CityCenter general contractor Perini Building Co. says Clark County officials allowed MGM Resorts International to "evade its responsibilities relating to the design defects" at the troubled Harmon Tower.
In a letter sent Friday to Clark County Building Department Director Ron Lynn that was copied to all seven county commissioners, Perini President Craig Shaw said it does not believe MGM Resorts should be allowed to demolish the unfinished building.
Shaw reiterated that the company, along with structural engineer John A. Martin & Associates, could repair and make the Harmon code compliant.
"These repairs can be designed, permitted and completed in a far shorter period of time than MGM claims is needed just to evaluate the building," Shaw wrote.
In addition, Perini noted that building department Principal Engineer Scott Telford asked MGM Resorts in February to correct "major deficiencies" at the Harmon. In an email to other building officials on Feb. 9, Telford advised that if the repairs weren't completed, the county "should revoke all (temporary certificates of occupancy) associated with the Harmon podium."
Shaw said the building department "has inexplicably done nothing" to require MGM Resorts to make any repairs spelled in a report on the tower completed by structural engineering firm Walter P. Moore, which studied it for the county.
Officials from Clark County on Monday declined comment on the Perini letter.
MGM Resorts told the county on Aug. 15 that the empty Harmon, which was to have been a luxury hotel and condominium tower anchoring the north end of the $8.5 billion CityCenter development, is structurally unsound, cannot be fixed, and must be imploded.
MGM Resorts said the building is a potential hazard that could collapse in a major earthquake.
The building's future is tied up in litigation. The Harmon is the subject of a construction defect lawsuit between CityCenter developer and operator MGM Resorts and Perini. The case is currently on hold while the Nevada Supreme Court decides several technical issues.
Even if the county signs off on the implosion, a district judge would have to agree to let the demolition go forward.
Shaw disputed MGM Resorts ' claims the building has uncorrectable structural issues. He said the Harmon's "substantial design defects" could be fixed at a nominal cost in comparison to the expense of implosion.
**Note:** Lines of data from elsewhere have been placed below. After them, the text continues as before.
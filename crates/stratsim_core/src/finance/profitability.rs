//! Profitability index and weighted average cost of capital.

use super::npv::{check_discount_base, npv_unchecked};
use crate::types::AnalysisError;

/// Present value of future flows (periods 1..N) per unit of initial outlay.
///
/// `PI = PV(cash_flows[1..]) / |cash_flows[0]|`. A PI above 1 means the
/// project returns more than it costs at `discount_rate`.
///
/// # Returns
///
/// `Ok(None)` when the initial flow is zero (the ratio is unbounded).
///
/// # Errors
///
/// - `InvalidInput` if `cash_flows` is empty
/// - `Arithmetic` if `discount_rate == -1`
///
/// # Examples
///
/// ```
/// use stratsim_core::finance::profitability_index;
///
/// let pi = profitability_index(&[-1000.0, 1210.0], 0.10).unwrap().unwrap();
/// assert!((pi - 1.1).abs() < 1e-12);
/// ```
pub fn profitability_index(
    cash_flows: &[f64],
    discount_rate: f64,
) -> Result<Option<f64>, AnalysisError> {
    let (first, rest) = cash_flows
        .split_first()
        .ok_or_else(|| AnalysisError::invalid("Cash flows cannot be empty"))?;
    check_discount_base(discount_rate)?;

    let outlay = first.abs();
    if outlay == 0.0 {
        return Ok(None);
    }

    // Shift the tail back one period: npv_unchecked discounts index 0 by
    // (1+r)^0, so divide once more.
    let pv_future = npv_unchecked(rest, discount_rate) / (1.0 + discount_rate);
    Ok(Some(pv_future / outlay))
}

/// Weighted average cost of capital.
///
/// `WACC = E/V · Re + D/V · Rd · (1 - T)` with `V = E + D`.
///
/// # Errors
///
/// - Negative cost of equity or debt
/// - Tax rate outside `[0, 1]`
/// - Negative market values
/// - Total market value of zero
///
/// # Examples
///
/// ```
/// use stratsim_core::finance::wacc;
///
/// let rate = wacc(0.12, 0.08, 0.30, 600_000.0, 400_000.0).unwrap();
/// assert!((rate - 0.0944).abs() < 1e-12);
/// ```
pub fn wacc(
    cost_of_equity: f64,
    cost_of_debt: f64,
    tax_rate: f64,
    market_value_equity: f64,
    market_value_debt: f64,
) -> Result<f64, AnalysisError> {
    if !(cost_of_equity >= 0.0) || !(cost_of_debt >= 0.0) {
        return Err(AnalysisError::invalid("Costs cannot be negative"));
    }
    if !(0.0..=1.0).contains(&tax_rate) {
        return Err(AnalysisError::invalid("Tax rate must be between 0 and 1"));
    }
    if !(market_value_equity >= 0.0) || !(market_value_debt >= 0.0) {
        return Err(AnalysisError::invalid("Market values cannot be negative"));
    }

    let total = market_value_equity + market_value_debt;
    if total == 0.0 {
        return Err(AnalysisError::invalid("Total market value cannot be zero"));
    }

    let equity_weight = market_value_equity / total;
    let debt_weight = market_value_debt / total;
    Ok(equity_weight * cost_of_equity + debt_weight * cost_of_debt * (1.0 - tax_rate))
}
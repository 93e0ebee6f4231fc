//! # stratsim_core: Deterministic Financial Metrics
//!
//! ## Layer 1 (Foundation) Role
//!
//! stratsim_core is the bottom layer of the toolkit, providing:
//! - Discounted cash-flow metrics: NPV, IRR, payback, profitability index (`finance`)
//! - Return metrics: ROI (simple and annualised), WACC, investment metrics (`finance`)
//! - Break-even and financial ratio analysis (`finance`)
//! - Root-finding solvers and descriptive statistics (`math`)
//! - Error types: `AnalysisError`, `SolverError` (`types::error`)
//!
//! Every function is pure: no I/O, no shared state, safe to call from any
//! number of threads without coordination.
//!
//! ## Usage Examples
//!
//! ```rust
//! use stratsim_core::finance::{irr, npv, roi};
//!
//! let flows = [-1000.0, 300.0, 400.0, 500.0, 600.0];
//!
//! let value = npv(&flows, 0.10).unwrap();
//! assert!(value > 0.0);
//!
//! let rate = irr(&flows).unwrap().unwrap();
//! assert!((rate - 0.1486).abs() < 1e-4);
//!
//! assert_eq!(roi(100_000.0, 150_000.0, None).unwrap(), 0.5);
//! ```
//!
//! ## Feature Flags
//!
//! - `serde`: Enable serialisation for result structures

#![deny(missing_docs)]
#![deny(rustdoc::broken_intra_doc_links)]
#![deny(rustdoc::private_intra_doc_links)]

pub mod finance;
pub mod math;
pub mod types;

pub use types::{AnalysisError, SolverError};
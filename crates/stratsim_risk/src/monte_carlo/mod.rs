//! # Monte Carlo Simulation
//!
//! Samples every [`RiskVariable`](crate::distribution::RiskVariable)
//! independently, evaluates a caller-supplied objective on each draw, and
//! summarises the resulting outcome distribution.
//!
//! ## Reproducibility
//!
//! Iterations are split into fixed-size chunks, each with its own generator
//! forked sequentially from the master seed. Chunks run in parallel with
//! rayon but the chunk layout does not depend on the thread count, so a
//! seeded run returns identical results on any machine.
//!
//! ## Usage Example
//!
//! ```rust
//! use std::collections::BTreeMap;
//! use stratsim_risk::distribution::{ProbabilityDistribution, RiskVariable};
//! use stratsim_risk::monte_carlo::{run_simulation, MonteCarloConfig};
//!
//! let variables = vec![
//!     RiskVariable::new("revenue", ProbabilityDistribution::Normal { mean: 120.0, std: 15.0 }),
//!     RiskVariable::new("cost", ProbabilityDistribution::Uniform { min: 80.0, max: 100.0 }),
//! ];
//! let config = MonteCarloConfig::builder().iterations(5_000).seed(7).build().unwrap();
//!
//! let result = run_simulation(
//!     &variables,
//!     |v: &BTreeMap<String, f64>| v["revenue"] - v["cost"],
//!     &config,
//! )
//! .unwrap();
//!
//! assert!((result.mean - 30.0).abs() < 1.5);
//! assert!(result.probability_negative < 0.1);
//! ```

mod config;
mod result;
mod simulation;

pub use config::{
    MonteCarloConfig, MonteCarloConfigBuilder, DEFAULT_ITERATIONS, MAX_ITERATIONS, MIN_ITERATIONS,
};
pub use result::{ConfidenceIntervals, MonteCarloResult, Percentiles};
pub use simulation::run_simulation;
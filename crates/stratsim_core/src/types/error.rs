//! Error types for structured error handling.
//!
//! This module provides:
//! - `AnalysisError`: Errors surfaced to callers of the financial and risk functions
//! - `SolverError`: Errors from root-finding solvers
//!
//! A numeric search that fails to find a root is *not* an `AnalysisError`.
//! IRR reports it as `Ok(None)` so that "no root" stays distinguishable from
//! a contract violation and from a genuine zero rate.

use thiserror::Error;

/// Categorised analysis errors.
///
/// # Variants
/// - `InvalidInput`: The caller violated an argument contract (empty series,
///   non-positive divisor, missing parameter combination)
/// - `Arithmetic`: The inputs drove the computation into an undefined
///   operation such as division by zero
///
/// Both are raised at the point of the offending call and are never retried;
/// re-running a pure function on the same inputs cannot change the outcome.
///
/// # Examples
/// ```
/// use stratsim_core::types::AnalysisError;
///
/// let err = AnalysisError::InvalidInput("Cash flows cannot be empty".to_string());
/// assert_eq!(format!("{}", err), "Invalid input: Cash flows cannot be empty");
/// ```
#[derive(Error, Debug, Clone, PartialEq, Eq)]
#[cfg_attr(feature = "serde", derive(serde::Serialize, serde::Deserialize))]
pub enum AnalysisError {
    /// Invalid input data or parameters
    #[error("Invalid input: {0}")]
    InvalidInput(String),

    /// Arithmetic failure provoked by the inputs
    #[error("Arithmetic error: {0}")]
    Arithmetic(String),
}

impl AnalysisError {
    /// Shorthand for building an [`AnalysisError::InvalidInput`].
    pub fn invalid(msg: impl Into<String>) -> Self {
        AnalysisError::InvalidInput(msg.into())
    }

    /// Returns `true` for [`AnalysisError::InvalidInput`].
    pub fn is_invalid_input(&self) -> bool {
        matches!(self, AnalysisError::InvalidInput(_))
    }
}

/// Solver error types.
///
/// Structured error handling for root-finding algorithms.
///
/// # Variants
/// - `MaxIterationsExceeded`: Failed to converge within iteration limit
/// - `DerivativeNearZero`: Newton-Raphson derivative too small
/// - `NoBracket`: Brent's method requires bracketing interval
/// - `NumericalInstability`: Numerical issues during computation
///
/// # Examples
/// ```
/// use stratsim_core::types::SolverError;
///
/// let err = SolverError::MaxIterationsExceeded { iterations: 100 };
/// assert!(format!("{}", err).contains("100 iterations"));
/// ```
#[derive(Error, Debug, Clone, PartialEq)]
#[cfg_attr(feature = "serde", derive(serde::Serialize, serde::Deserialize))]
pub enum SolverError {
    /// Solver failed to converge within maximum iterations.
    #[error("Failed to converge after {iterations} iterations")]
    MaxIterationsExceeded {
        /// Number of iterations attempted
        iterations: usize,
    },

    /// Derivative near zero (division by zero risk in Newton-Raphson).
    #[error("Derivative near zero at x = {x}")]
    DerivativeNearZero {
        /// The x value where derivative was near zero
        x: f64,
    },

    /// No valid bracket (function values at endpoints have same sign).
    #[error("No bracket: f({a}) and f({b}) have same sign")]
    NoBracket {
        /// Left bracket endpoint
        a: f64,
        /// Right bracket endpoint
        b: f64,
    },

    /// Numerical instability during computation.
    #[error("Numerical instability: {0}")]
    NumericalInstability(String),
}
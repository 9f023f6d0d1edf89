use sqlx::mysql::{MySqlPool, MySqlPoolOptions};

pub async fn init_db(database_url: &str) -> MySqlPool {
    MySqlPoolOptions::new()
        .max_connections(5)
        .connect(database_url)
        .await
        .expect("Failed to connect to database")
}
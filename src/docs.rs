use crate::api::employee::{EmployeeIndexModel, FormRedisplay, IndexQuery};
use crate::model::employee::{Employee, EmployeeForm, FieldError};
use crate::models::LoginForm;
use utoipa::OpenApi;

#[derive(OpenApi)]
#[openapi(
    info(
        title = "Employee Management API",
        version = "1.0.0",
        description = r#"
## Employee Management

Data-entry service for employee records.

### Key Features
- **Employee Records**
  - List with free-text search, column sorting and pagination
  - Details, create, edit and delete with confirmation
- **Login**
  - Session-based login gate on the create form

### Response Format
- Handlers return JSON view models for the display layer
- Successful mutations answer with a redirect to the employee list

---
Built with **Rust**, **Actix Web**, **SQLx**, and **Utoipa**.
"#,
    ),
    paths(
        crate::api::employee::index,
        crate::api::employee::details,
        crate::api::employee::create_form,
        crate::api::employee::create,
        crate::api::employee::edit_form,
        crate::api::employee::edit,
        crate::api::employee::delete_form,
        crate::api::employee::delete_confirmed,

        crate::auth::handlers::login_form,
        crate::auth::handlers::login,
        crate::auth::handlers::logout,
    ),
    components(
        schemas(
            Employee,
            EmployeeForm,
            FieldError,
            IndexQuery,
            EmployeeIndexModel,
            FormRedisplay,
            LoginForm
        )
    ),
    tags(
        (name = "Employees", description = "Employee record pages"),
        (name = "EmployeesLogin", description = "Login entry point"),
    )
)]
pub struct ApiDoc;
"Demolition of the Harmon would perpetrate a $300 million-plus waste, create a public blight and a far greater risk to public safety than the implementation of the straightforward repair Perini is proposing," Shaw said.
Shaw, who first offered to have Perini repair the Harmon in July, said the company and its structural engineer have already developed preliminary plans to answer any deficiencies, and could provide details within three months.
Perini also asked Clark County to be included in an upcoming meeting between building department officials, MGM Resorts executives, and a representative of the structural engineering firm that studied the building.
An assistant to Shaw said he wouldn't comment in light of the pending lawsuit.
MGM Resorts declined comment on the Perini letter.
Construction on the 27-story tower, which was originally planned for 47 floors, was halted in 2009 after building inspectors found it did not match plans submitted to the county. The construction issues involved improperly placed steel reinforcing bar, or rebar.
CityCenter opened in December 2009, but the Harmon was never finished and its blue-glass facade is essentially used as a billboard by CityCenter.